Setting Up Your Scout Workflow for Better Connectivity
Before the scout day: check coverage maps for all planned locations; download offline maps; charge your portable WiFi device fully; set up a shared cloud folder (Google Drive, Dropbox, Frame.io) so uploads are immediately visible to the team.
At the location: test connection speed before starting uploads. A quick speed test tells you whether you’re working with 50Mbps or 2Mbps. Start uploads as soon as you have good material rather than waiting until you’ve completed the full scout. For video walk-throughs: 4K video is large. If the connection is marginal, shoot at 1080p or plan to upload from a better connection.
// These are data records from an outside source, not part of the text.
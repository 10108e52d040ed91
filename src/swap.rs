//! Swap (with optional flash callback) and the two reconciliation operations.

use crate::error::PairError;
use crate::events::PairEvent;
use crate::ledger::Host;
use crate::math::{self, FEE_DENOMINATOR, FEE_NUMERATOR};
use crate::pair::{FlashCall, Pair};
use alloy_primitives::{Address, U256};
use tracing::debug;

impl Pair {
    /// Sends the requested outputs to `to`, runs the flash callback if a payload
    /// was given, then requires that what came back keeps the fee-adjusted
    /// product at or above the pre-trade product.
    pub fn swap<H: Host>(
        &self,
        host: &mut H,
        sender: Address,
        amount_a_out: U256,
        amount_b_out: U256,
        to: Address,
        flash: Option<FlashCall<'_, H>>,
    ) -> Result<(), PairError> {
        let _guard = self.lock()?;
        if amount_a_out.is_zero() && amount_b_out.is_zero() {
            return Err(PairError::InsufficientOutputAmount);
        }
        let prior = self.snapshot();
        let (reserve_a, reserve_b) = (prior.reserves.reserve_a, prior.reserves.reserve_b);
        if amount_a_out >= reserve_a || amount_b_out >= reserve_b {
            return Err(PairError::InsufficientLiquidity);
        }
        let (asset_a, asset_b) = self.assets();
        if to == asset_a || to == asset_b {
            return Err(PairError::InvalidRecipient);
        }

        if !amount_a_out.is_zero() {
            self.safe_transfer(host, asset_a, to, amount_a_out)?;
        }
        if !amount_b_out.is_zero() {
            self.safe_transfer(host, asset_b, to, amount_b_out)?;
        }
        if let Some(FlashCall { callee, data }) = flash {
            if !data.is_empty() {
                callee.on_swap(host, self, sender, amount_a_out, amount_b_out, data)?;
            }
        }

        let (balance_a, balance_b) = self.balances(host);
        Self::check_bounds(balance_a, balance_b)?;
        let floor_a = reserve_a - amount_a_out;
        let floor_b = reserve_b - amount_b_out;
        let amount_a_in = balance_a.saturating_sub(floor_a);
        let amount_b_in = balance_b.saturating_sub(floor_b);
        if amount_a_in.is_zero() && amount_b_in.is_zero() {
            return Err(PairError::InsufficientInputAmount);
        }

        let scale = U256::from(FEE_DENOMINATOR);
        let fee = U256::from(FEE_NUMERATOR);
        let adjusted_a = math::sub(math::mul(balance_a, scale)?, math::mul(amount_a_in, fee)?)?;
        let adjusted_b = math::sub(math::mul(balance_b, scale)?, math::mul(amount_b_in, fee)?)?;
        let after = math::mul(adjusted_a, adjusted_b)?;
        let before = math::mul(math::mul(reserve_a, reserve_b)?, scale * scale)?;
        if after < before {
            return Err(PairError::InvariantViolation);
        }

        let next = Self::advance(&prior, balance_a, balance_b, host.now())?;
        self.commit(host, next);
        debug!(
            pair = %self.address(),
            %sender,
            %to,
            %amount_a_in,
            %amount_b_in,
            %amount_a_out,
            %amount_b_out,
            "swap"
        );
        host.emit(PairEvent::Swap {
            pair: self.address(),
            sender,
            amount_a_in,
            amount_b_in,
            amount_a_out,
            amount_b_out,
            to,
        });
        Ok(())
    }

    /// Pays `to` whatever the pair holds beyond its committed reserves.
    pub fn skim<H: Host>(&self, host: &mut H, to: Address) -> Result<(), PairError> {
        let _guard = self.lock()?;
        let reserves = self.reserves();
        let (asset_a, asset_b) = self.assets();
        let (balance_a, balance_b) = self.balances(host);
        let excess_a = math::sub(balance_a, reserves.reserve_a)?;
        let excess_b = math::sub(balance_b, reserves.reserve_b)?;
        if !excess_a.is_zero() {
            self.safe_transfer(host, asset_a, to, excess_a)?;
        }
        if !excess_b.is_zero() {
            self.safe_transfer(host, asset_b, to, excess_b)?;
        }
        debug!(pair = %self.address(), %to, %excess_a, %excess_b, "skim");
        Ok(())
    }

    /// Commits current balances as reserves without moving anything.
    pub fn sync<H: Host>(&self, host: &mut H) -> Result<(), PairError> {
        let _guard = self.lock()?;
        let prior = self.snapshot();
        let (balance_a, balance_b) = self.balances(host);
        let next = Self::advance(&prior, balance_a, balance_b, host.now())?;
        self.commit(host, next);
        Ok(())
    }
}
Tools That Work Well for the Scout-to-Production Pipeline
Frame.io: video review and approval platform widely used in production. Scouts can upload walk-through video directly to a Frame.io project; director can review and leave timestamped comments. Google Photos/Dropbox: automatic camera roll upload means scout photos are in the shared folder without any manual send step. What3Words: for precise location identification in areas where addresses don’t exist. Zoom/FaceTime: for live location walk-through calls — works on 4G+ connection; struggles below 4-5Mbps upload.
Scouting Internationally: The Additional Layer
International scouts face an additional connectivity challenge: they don’t have an existing phone plan in the country they’re working in. Activating an eSIM before departure is the obvious solution. A ConnectPls eSIM provides working data from the moment you land, covers your devices throughout the scout trip, and costs a fraction of what carrier roaming would charge.
For scouts operating across multiple countries in a single trip — a common pattern for travel and international productions — multi-region eSIM plans cover the entire itinerary from a single activation. No new SIM in each country, no hunting for local phone shops.
The Value Case for Production Connectivity Investment
The cost of connectivity for a location scout: portable WiFi subscription (5 days): $50-$75. eSIM data plan (5 days, international): $15-$25. Total: $65-$100. The cost of connectivity failure: a lost day because the director couldn’t review materials in time and the location was given to another production could be thousands of dollars. The case for connectivity investment in pre-production is risk management, not just convenience.